● TO DO
Keeping every word and mark, copy all of the data.

(Saved entries)
//! Checkpoints where the human at the keyboard takes over

use anyhow::Result;
use async_trait::async_trait;
use console::Term;
use std::time::Duration;

const PASSWORD_REVEAL: Duration = Duration::from_secs(3);

#[async_trait(?Send)]
pub trait Operator {
    /// Block until the human presses Enter
    async fn wait_for_enter(&mut self, message: &str) -> Result<()>;

    /// Show the heard password briefly, then replace it with a mask
    async fn reveal_password(&mut self, password: &str) -> Result<()>;
}

pub struct TerminalOperator {
    term: Term,
    reveal_for: Duration,
}

impl TerminalOperator {
    pub fn new() -> Self {
        Self {
            term: Term::stdout(),
            reveal_for: PASSWORD_REVEAL,
        }
    }
}

impl Default for TerminalOperator {
    fn default() -> Self {
        Self::new()
    }
}

#[async_trait(?Send)]
impl Operator for TerminalOperator {
    async fn wait_for_enter(&mut self, message: &str) -> Result<()> {
        self.term.write_line(&format!(">> {}", message))?;
        let term = self.term.clone();
        tokio::task::spawn_blocking(move || term.read_line()).await??;
        Ok(())
    }

    async fn reveal_password(&mut self, password: &str) -> Result<()> {
        self.term.write_line(&format!("Your password is: {}", password))?;
        tokio::time::sleep(self.reveal_for).await;
        self.term.clear_last_lines(1)?;
        self.term
            .write_line(&format!("Your password is: {}", "*".repeat(password.chars().count())))?;
        Ok(())
    }
}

● ANSWER TO THIS EXERCISE
//! Checkpoints where the human at the keyboard takes over

use anyhow::Result;
use async_trait::async_trait;
use console::Term;
use std::time::Duration;

const PASSWORD_REVEAL: Duration = Duration::from_secs(3);

#[async_trait(?Send)]
pub trait Operator {
    /// Block until the human presses Enter
    async fn wait_for_enter(&mut self, message: &str) -> Result<()>;

    /// Show the heard password briefly, then replace it with a mask
    async fn reveal_password(&mut self, password: &str) -> Result<()>;
}

pub struct TerminalOperator {
    term: Term,
    reveal_for: Duration,
}

impl TerminalOperator {
    pub fn new() -> Self {
        Self {
            term: Term::stdout(),
            reveal_for: PASSWORD_REVEAL,
        }
    }
}

impl Default for TerminalOperator {
    fn default() -> Self {
        Self::new()
    }
}

#[async_trait(?Send)]
impl Operator for TerminalOperator {
    async fn wait_for_enter(&mut self, message: &str) -> Result<()> {
        self.term.write_line(&format!(">> {}", message))?;
        let term = self.term.clone();
        tokio::task::spawn_blocking(move || term.read_line()).await??;
        Ok(())
    }

    async fn reveal_password(&mut self, password: &str) -> Result<()> {
        self.term.write_line(&format!("Your password is: {}", password))?;
        tokio::time::sleep(self.reveal_for).await;
        self.term.clear_last_lines(1)?;
        self.term
            .write_line(&format!("Your password is: {}", "*".repeat(password.chars().count())))?;
        Ok(())
    }
}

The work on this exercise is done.